BAB I PENDAHULUAN
1.1 Latar Belakang
Keberadaan petani pangan di Indonesia identik dengan menyoroti rumah tangga miskin dipedesaan. Upaya pengentasan kemiskinan pedesaan merupakan
upaya peningkatan taraf hidup petani secara signifikan. Untuk hal ini, berbagai program pemerintah dengan alokasi anggaran yang makin meningkat, seperti
pemberian subsidi pupuk, peningkatan sumber daya manusia SDM, peningkatan akses permodalan, peningkatan akses pasar, serta perbaikan teknologi. Namun
demikian, upaya ini belum menolong sebagian besar petani untuk keluar dari belenggu kemiskinan. Jadi, untuk mandat pengentasan kemiskinan petani pangan,
Perlu dicermati kembali bahwa kemiskinan di pedesaan, tidak boleh hanya dilihat sebagai persoalan kultural tetapi harus dipandang sebagai persoalan struktural
Rianse 2009.
Kemiskinan petani bukan semata-mata berada pada sumber daya manusianya rendah atau kemalasan. Demikian halnya bukan disebabkan teknologi
yang kurang memadai serta akses sarana input dan akses pasar yang kurang memadai. Akan tetapi, faktor utamanya adalah skala lahan garapan petani yang
tidak mencapai skala ekonomi sehingga dengan inovasi dan uspaya apapun tidak akan menyelesaikan masalah. Berdasarkan data BPS luas rata-rata kepemilikan
lahan sawah di Indonesia hanya 0,34 ha per rumah tangga petani Badan Pusat Statistik 2010.
Untuk melihat keterkaitan antara kemiskinan dan hak atas lahan kita dapat menggunakan pendekatan modal fisik produksi Physical Productive Capital
pendekatan modal fisik ini antara lain luas per kapita dan kepemilikan asset seperti lahan, khususnya untuk pertanian. kepemilikan lahan akan menjadi faktor
yang penting mengingat dengan tersedianya lahan produktif rumah tangga dengan lapangan usaha pertanian akan mendapatkan hasil yang baik. Namun hingga saat
ini kepemilikan lahan dan akses terhadap lahan bagi masyarakat di Indonesia adalah masalah besar. Contoh kasus di beberapa daerah keterbatasan lahan
menjadi persoalan tersendiri yang hingga kini belum terselesaikan Irawan 2009.

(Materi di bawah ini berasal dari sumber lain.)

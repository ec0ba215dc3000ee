// This Source Code Form is subject to the terms of the Mozilla Public
// License, v. 2.0. If a copy of the MPL was not distributed with this
// file, You can obtain one at https://mozilla.org/MPL/2.0/.

//! Target meshes and their preparation into decal-local triangles
//!
//! Preparation runs on the calling thread; the resulting buffers are owned
//! values that can be moved into clipping work.

use decal_lite_geometry::transform::{normal_matrix, target_to_decal, transform_normal, transform_point};
use decal_lite_geometry::{Matrix4, Mesh, Point3, Triangle, Vector3, Vertex};

use crate::Result;

/// A mesh receiving the decal, with its local-to-world placement
#[derive(Debug, Clone)]
pub struct TargetMesh {
    pub mesh: Mesh,
    /// Local-to-world transform
    pub transform: Matrix4<f64>,
}

impl TargetMesh {
    /// Create a new target
    pub fn new(mesh: Mesh, transform: Matrix4<f64>) -> Self {
        Self { mesh, transform }
    }

    /// Target whose local space is world space
    pub fn in_world(mesh: Mesh) -> Self {
        Self::new(mesh, Matrix4::identity())
    }

    /// Build a target from raw host buffers (xyz triples and triangle indices)
    pub fn from_buffers(
        positions: Vec<f32>,
        normals: Vec<f32>,
        indices: Vec<u32>,
        transform: Matrix4<f64>,
    ) -> Result<Self> {
        let mesh = Mesh::from_buffers(positions, normals, indices)?;
        Ok(Self::new(mesh, transform))
    }
}

/// Triangles of one target in decal-local space
#[derive(Debug, Clone, Default)]
pub struct LocalTriangles {
    pub triangles: Vec<Triangle>,
    /// Triangles dropped for referencing missing vertices
    pub skipped: usize,
}

impl LocalTriangles {
    #[inline]
    pub fn len(&self) -> usize {
        self.triangles.len()
    }

    #[inline]
    pub fn is_empty(&self) -> bool {
        self.triangles.is_empty()
    }
}

/// Transform a target into decal-local space and split it into triangles
///
/// Normals go through the inverse-transpose and are renormalized. When the
/// normal buffer does not cover every vertex, face normals are used instead.
/// Mirroring transforms flip the winding back so front faces stay front faces.
pub fn prepare_target(target: &TargetMesh, decal_transform: &Matrix4<f64>) -> LocalTriangles {
    let mesh = &target.mesh;
    let transform = target_to_decal(decal_transform, &target.transform);
    let normals_transform = normal_matrix(&transform);
    let mirrored = transform.fixed_view::<3, 3>(0, 0).into_owned().determinant() < 0.0;

    let positions: Vec<Point3<f64>> = mesh
        .positions
        .chunks_exact(3)
        .map(|c| transform_point(&transform, &Point3::new(c[0] as f64, c[1] as f64, c[2] as f64)))
        .collect();

    let normals: Option<Vec<Vector3<f64>>> = if mesh.has_vertex_normals() {
        Some(
            mesh.normals
                .chunks_exact(3)
                .map(|c| {
                    transform_normal(&normals_transform, &Vector3::new(c[0] as f64, c[1] as f64, c[2] as f64))
                })
                .collect(),
        )
    } else {
        if mesh.triangle_count() > 0 {
            tracing::warn!(
                positions = mesh.positions.len(),
                normals = mesh.normals.len(),
                "Normal buffer does not match positions, using face normals"
            );
        }
        None
    };

    let mut local = LocalTriangles {
        triangles: Vec::with_capacity(mesh.triangle_count()),
        skipped: 0,
    };

    for tri in mesh.indices.chunks_exact(3) {
        let (i0, mut i1, mut i2) = (tri[0] as usize, tri[1] as usize, tri[2] as usize);
        if i0 >= positions.len() || i1 >= positions.len() || i2 >= positions.len() {
            local.skipped += 1;
            continue;
        }
        if mirrored {
            std::mem::swap(&mut i1, &mut i2);
        }

        let triangle = match &normals {
            Some(normals) => Triangle::new(
                Vertex::new(positions[i0], normals[i0]),
                Vertex::new(positions[i1], normals[i1]),
                Vertex::new(positions[i2], normals[i2]),
            ),
            None => Triangle::flat(positions[i0], positions[i1], positions[i2]),
        };
        local.triangles.push(triangle);
    }

    if local.skipped > 0 {
        tracing::warn!(
            skipped = local.skipped,
            vertices = positions.len(),
            "Skipped triangles with out-of-range indices"
        );
    }

    local
}

#[cfg(test)]
mod tests {
    use super::*;
    use approx::assert_relative_eq;

    fn quad_mesh() -> Mesh {
        // Clockwise in XY, normals facing the decal (-Z)
        let mut mesh = Mesh::new();
        for (x, y) in [(-1.0, -1.0), (1.0, -1.0), (1.0, 1.0), (-1.0, 1.0)] {
            mesh.add_vertex(Point3::new(x, y, 0.0), -Vector3::z());
        }
        mesh.add_triangle(0, 2, 1);
        mesh.add_triangle(0, 3, 2);
        mesh
    }

    #[test]
    fn test_prepare_applies_both_transforms() {
        let target = TargetMesh::new(
            quad_mesh(),
            Matrix4::new_translation(&Vector3::new(4.0, 0.0, 0.0)),
        );
        // Decal centered at x = 4, twice the unit size
        let decal = Matrix4::new_scaling(0.5) * Matrix4::new_translation(&Vector3::new(-4.0, 0.0, 0.0));

        let local = prepare_target(&target, &decal);
        assert_eq!(local.len(), 2);
        assert_eq!(local.skipped, 0);
        assert_relative_eq!(local.triangles[0].v0.position, Point3::new(-0.5, -0.5, 0.0));
        assert_relative_eq!(local.triangles[0].v1.position, Point3::new(0.5, 0.5, 0.0));
        assert_relative_eq!(local.triangles[0].v0.normal, -Vector3::z());
        assert!(local.triangles[0].normal().z < 0.0);
    }

    #[test]
    fn test_from_buffers() {
        let target = TargetMesh::from_buffers(
            vec![0.0, 0.0, 0.0, 0.0, 0.25, 0.0, 0.25, 0.0, 0.0],
            vec![0.0, 0.0, -1.0, 0.0, 0.0, -1.0, 0.0, 0.0, -1.0],
            vec![0, 1, 2],
            Matrix4::identity(),
        )
        .unwrap();
        assert_eq!(prepare_target(&target, &Matrix4::identity()).len(), 1);

        let result = TargetMesh::from_buffers(vec![0.0; 4], vec![], vec![], Matrix4::identity());
        assert!(matches!(
            result,
            Err(crate::Error::Geometry(decal_lite_geometry::Error::InvalidMesh(_)))
        ));
    }

    #[test]
    fn test_prepare_skips_out_of_range_triangles() {
        let mut mesh = quad_mesh();
        mesh.add_triangle(0, 1, 9);
        mesh.indices.push(0);

        let local = prepare_target(&TargetMesh::in_world(mesh), &Matrix4::identity());
        assert_eq!(local.len(), 2);
        assert_eq!(local.skipped, 1);
    }

    #[test]
    fn test_prepare_falls_back_to_face_normals() {
        let mut mesh = quad_mesh();
        mesh.normals.truncate(6);

        let local = prepare_target(&TargetMesh::in_world(mesh), &Matrix4::identity());
        for tri in &local.triangles {
            assert_relative_eq!(tri.v0.normal, -Vector3::z());
        }
    }

    #[test]
    fn test_prepare_keeps_front_faces_under_mirroring() {
        let target = TargetMesh::new(
            quad_mesh(),
            Matrix4::new_nonuniform_scaling(&Vector3::new(-1.0, 1.0, 1.0)),
        );
        let local = prepare_target(&target, &Matrix4::identity());
        for tri in &local.triangles {
            assert!(tri.normal().z < 0.0);
            assert_relative_eq!(tri.v0.normal, -Vector3::z());
        }
    }
}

Keterbatasan lahan dan sumber-sumber produktif lain berpotensi membuat petani hanya menjadi buruh upahan pada sistem perkebunan, yang berujung pada
kemiskinan struktural. Saat harga pangan mahal, petani yang berupah rendah tidak sanggup lagi memenuhi kebutuhan pangannya. Hal ini yang menyebabkan
bertambahnya angka gizi buruk di Indonesia. Ujungnya dapat ditebak kemiskinan
dan kelaparan menjadi masalah besar Puspadi, dkk. 2005.